Exercise directions:
Please write out, exactly, every line of the listing from its first line through the one that includes "pub struct PipelineOutput".

===============

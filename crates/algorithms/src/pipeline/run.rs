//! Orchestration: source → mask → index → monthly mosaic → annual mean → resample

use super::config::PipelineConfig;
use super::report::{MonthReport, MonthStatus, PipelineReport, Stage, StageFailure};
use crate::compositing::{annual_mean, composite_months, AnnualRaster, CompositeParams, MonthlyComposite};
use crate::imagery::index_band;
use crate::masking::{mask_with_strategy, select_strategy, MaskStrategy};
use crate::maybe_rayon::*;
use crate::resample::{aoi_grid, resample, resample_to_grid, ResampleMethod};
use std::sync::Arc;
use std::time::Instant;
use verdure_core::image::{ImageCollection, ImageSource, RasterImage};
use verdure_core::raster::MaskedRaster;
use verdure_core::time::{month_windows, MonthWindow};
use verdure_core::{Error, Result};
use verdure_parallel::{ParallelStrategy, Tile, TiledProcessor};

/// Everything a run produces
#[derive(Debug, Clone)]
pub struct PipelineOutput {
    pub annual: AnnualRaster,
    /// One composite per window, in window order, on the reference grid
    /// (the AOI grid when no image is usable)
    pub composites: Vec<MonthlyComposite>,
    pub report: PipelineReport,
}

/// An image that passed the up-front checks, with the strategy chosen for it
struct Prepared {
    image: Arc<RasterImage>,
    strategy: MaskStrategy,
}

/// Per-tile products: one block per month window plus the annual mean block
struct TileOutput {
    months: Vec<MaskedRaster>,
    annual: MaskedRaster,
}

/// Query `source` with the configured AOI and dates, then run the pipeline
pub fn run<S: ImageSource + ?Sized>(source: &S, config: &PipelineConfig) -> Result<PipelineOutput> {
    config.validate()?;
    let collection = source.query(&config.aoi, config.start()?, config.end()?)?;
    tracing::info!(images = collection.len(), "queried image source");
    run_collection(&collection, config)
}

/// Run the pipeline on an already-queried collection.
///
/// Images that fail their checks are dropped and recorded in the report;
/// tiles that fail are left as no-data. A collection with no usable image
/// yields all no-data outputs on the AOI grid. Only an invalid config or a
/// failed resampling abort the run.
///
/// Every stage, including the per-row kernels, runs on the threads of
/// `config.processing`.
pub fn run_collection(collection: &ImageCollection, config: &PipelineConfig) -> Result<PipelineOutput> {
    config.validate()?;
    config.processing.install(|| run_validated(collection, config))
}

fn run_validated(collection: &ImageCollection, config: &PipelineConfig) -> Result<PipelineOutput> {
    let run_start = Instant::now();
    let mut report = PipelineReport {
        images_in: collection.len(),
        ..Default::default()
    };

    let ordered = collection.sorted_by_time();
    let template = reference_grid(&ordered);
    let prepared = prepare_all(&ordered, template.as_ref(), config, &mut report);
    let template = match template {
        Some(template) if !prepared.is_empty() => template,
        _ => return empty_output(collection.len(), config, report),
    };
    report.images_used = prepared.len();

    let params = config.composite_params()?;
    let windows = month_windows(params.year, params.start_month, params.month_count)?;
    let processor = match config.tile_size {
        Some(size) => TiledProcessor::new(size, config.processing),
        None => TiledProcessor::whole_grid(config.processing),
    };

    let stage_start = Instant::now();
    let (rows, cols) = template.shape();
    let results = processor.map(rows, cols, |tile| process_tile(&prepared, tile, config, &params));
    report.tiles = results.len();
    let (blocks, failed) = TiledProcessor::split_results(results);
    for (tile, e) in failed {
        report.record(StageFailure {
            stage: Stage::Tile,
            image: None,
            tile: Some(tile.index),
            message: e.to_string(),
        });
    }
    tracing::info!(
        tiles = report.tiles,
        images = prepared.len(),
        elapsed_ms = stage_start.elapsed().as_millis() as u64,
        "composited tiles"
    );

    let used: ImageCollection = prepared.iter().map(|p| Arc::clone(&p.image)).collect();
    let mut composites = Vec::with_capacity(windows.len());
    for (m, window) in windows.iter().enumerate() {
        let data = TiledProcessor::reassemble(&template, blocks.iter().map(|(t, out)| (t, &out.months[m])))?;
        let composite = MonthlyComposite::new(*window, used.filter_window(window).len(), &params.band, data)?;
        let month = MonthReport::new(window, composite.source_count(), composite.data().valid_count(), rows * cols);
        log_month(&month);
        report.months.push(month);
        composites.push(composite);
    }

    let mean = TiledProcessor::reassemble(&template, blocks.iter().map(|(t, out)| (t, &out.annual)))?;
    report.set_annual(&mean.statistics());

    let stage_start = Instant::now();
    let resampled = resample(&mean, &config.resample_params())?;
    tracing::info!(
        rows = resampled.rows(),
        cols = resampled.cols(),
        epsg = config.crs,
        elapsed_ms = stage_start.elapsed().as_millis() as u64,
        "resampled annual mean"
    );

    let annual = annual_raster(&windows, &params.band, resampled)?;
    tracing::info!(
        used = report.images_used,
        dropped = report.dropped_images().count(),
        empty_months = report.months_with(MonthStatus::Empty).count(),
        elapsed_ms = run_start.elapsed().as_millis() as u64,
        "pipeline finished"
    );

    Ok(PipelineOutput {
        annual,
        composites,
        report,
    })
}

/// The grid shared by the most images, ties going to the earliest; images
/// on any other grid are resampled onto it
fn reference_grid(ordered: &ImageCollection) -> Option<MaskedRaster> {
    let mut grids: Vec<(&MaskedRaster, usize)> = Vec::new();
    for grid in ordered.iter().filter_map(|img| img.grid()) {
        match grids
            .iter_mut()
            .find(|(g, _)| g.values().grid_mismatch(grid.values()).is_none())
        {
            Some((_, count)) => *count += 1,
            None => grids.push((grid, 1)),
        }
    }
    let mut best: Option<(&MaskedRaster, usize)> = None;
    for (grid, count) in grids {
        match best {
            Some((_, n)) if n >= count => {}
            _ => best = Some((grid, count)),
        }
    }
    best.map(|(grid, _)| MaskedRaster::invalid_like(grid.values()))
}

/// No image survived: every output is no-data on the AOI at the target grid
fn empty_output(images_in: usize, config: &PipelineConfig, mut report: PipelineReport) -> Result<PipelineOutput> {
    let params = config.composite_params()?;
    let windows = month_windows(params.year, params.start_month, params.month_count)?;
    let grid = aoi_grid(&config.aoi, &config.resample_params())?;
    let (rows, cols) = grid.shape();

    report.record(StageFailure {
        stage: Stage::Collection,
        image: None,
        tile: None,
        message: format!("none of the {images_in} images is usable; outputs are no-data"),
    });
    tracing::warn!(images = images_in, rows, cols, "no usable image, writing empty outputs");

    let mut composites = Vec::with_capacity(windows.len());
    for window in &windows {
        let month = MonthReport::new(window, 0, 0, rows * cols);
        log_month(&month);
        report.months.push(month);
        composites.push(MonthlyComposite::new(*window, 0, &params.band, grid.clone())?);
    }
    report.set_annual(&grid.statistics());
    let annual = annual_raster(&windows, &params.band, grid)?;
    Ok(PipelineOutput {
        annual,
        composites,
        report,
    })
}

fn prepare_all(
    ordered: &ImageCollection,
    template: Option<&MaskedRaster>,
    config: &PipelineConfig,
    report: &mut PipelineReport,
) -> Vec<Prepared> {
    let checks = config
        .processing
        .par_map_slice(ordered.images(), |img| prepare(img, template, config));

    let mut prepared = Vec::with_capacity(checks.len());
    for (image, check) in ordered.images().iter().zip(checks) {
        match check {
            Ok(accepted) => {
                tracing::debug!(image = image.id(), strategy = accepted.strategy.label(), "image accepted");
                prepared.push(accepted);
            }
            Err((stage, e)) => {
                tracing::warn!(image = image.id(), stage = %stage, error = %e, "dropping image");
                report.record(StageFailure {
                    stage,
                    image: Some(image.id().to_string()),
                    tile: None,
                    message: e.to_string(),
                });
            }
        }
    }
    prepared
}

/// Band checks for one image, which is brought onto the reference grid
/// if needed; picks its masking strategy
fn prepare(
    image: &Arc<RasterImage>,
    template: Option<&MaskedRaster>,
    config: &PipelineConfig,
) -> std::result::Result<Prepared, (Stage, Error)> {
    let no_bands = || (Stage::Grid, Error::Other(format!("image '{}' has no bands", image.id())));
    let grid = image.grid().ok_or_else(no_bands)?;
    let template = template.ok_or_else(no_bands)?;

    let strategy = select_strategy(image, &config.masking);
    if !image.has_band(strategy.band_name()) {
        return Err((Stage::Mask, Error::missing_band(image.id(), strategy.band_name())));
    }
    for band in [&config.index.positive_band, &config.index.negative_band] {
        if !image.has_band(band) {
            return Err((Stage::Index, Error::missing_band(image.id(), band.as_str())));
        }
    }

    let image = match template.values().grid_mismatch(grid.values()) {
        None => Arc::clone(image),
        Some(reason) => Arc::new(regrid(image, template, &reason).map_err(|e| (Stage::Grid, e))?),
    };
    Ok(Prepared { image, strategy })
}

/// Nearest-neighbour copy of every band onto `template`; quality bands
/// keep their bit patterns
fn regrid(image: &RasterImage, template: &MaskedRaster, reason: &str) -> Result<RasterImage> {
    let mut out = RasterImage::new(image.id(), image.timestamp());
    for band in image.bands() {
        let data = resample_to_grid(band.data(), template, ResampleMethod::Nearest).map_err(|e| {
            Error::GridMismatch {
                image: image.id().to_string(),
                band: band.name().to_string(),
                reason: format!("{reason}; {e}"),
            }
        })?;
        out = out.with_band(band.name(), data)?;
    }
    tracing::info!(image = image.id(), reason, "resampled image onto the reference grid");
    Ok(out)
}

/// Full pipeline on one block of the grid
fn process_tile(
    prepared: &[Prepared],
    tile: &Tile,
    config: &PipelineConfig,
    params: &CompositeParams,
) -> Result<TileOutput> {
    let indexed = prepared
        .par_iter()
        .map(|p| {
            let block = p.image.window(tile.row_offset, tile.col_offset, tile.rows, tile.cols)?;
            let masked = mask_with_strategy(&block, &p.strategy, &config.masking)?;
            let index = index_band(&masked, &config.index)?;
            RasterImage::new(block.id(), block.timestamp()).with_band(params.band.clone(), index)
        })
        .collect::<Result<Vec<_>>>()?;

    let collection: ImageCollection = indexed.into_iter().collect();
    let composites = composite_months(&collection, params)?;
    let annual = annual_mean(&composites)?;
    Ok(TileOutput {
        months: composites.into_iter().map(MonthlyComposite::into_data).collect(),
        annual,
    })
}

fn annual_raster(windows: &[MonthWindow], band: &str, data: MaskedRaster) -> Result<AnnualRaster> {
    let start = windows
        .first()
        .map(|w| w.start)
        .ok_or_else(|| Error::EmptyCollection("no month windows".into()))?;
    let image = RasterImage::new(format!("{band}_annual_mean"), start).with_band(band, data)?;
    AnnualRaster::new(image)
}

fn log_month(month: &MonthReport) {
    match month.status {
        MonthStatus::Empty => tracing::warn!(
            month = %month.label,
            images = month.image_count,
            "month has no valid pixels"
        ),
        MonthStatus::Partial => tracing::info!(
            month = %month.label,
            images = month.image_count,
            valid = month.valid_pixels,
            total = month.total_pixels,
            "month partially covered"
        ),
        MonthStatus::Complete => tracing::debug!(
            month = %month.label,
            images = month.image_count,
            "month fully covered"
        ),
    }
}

===============

Solution below:
filename crates/algorithms/src/pipeline/run.rs
//! Orchestration: source → mask → index → monthly mosaic → annual mean → resample

use super::config::PipelineConfig;
use super::report::{MonthReport, MonthStatus, PipelineReport, Stage, StageFailure};
use crate::compositing::{annual_mean, composite_months, AnnualRaster, CompositeParams, MonthlyComposite};
use crate::imagery::index_band;
use crate::masking::{mask_with_strategy, select_strategy, MaskStrategy};
use crate::maybe_rayon::*;
use crate::resample::{aoi_grid, resample, resample_to_grid, ResampleMethod};
use std::sync::Arc;
use std::time::Instant;
use verdure_core::image::{ImageCollection, ImageSource, RasterImage};
use verdure_core::raster::MaskedRaster;
use verdure_core::time::{month_windows, MonthWindow};
use verdure_core::{Error, Result};
use verdure_parallel::{ParallelStrategy, Tile, TiledProcessor};

/// Everything a run produces
#[derive(Debug, Clone)]
pub struct PipelineOutput {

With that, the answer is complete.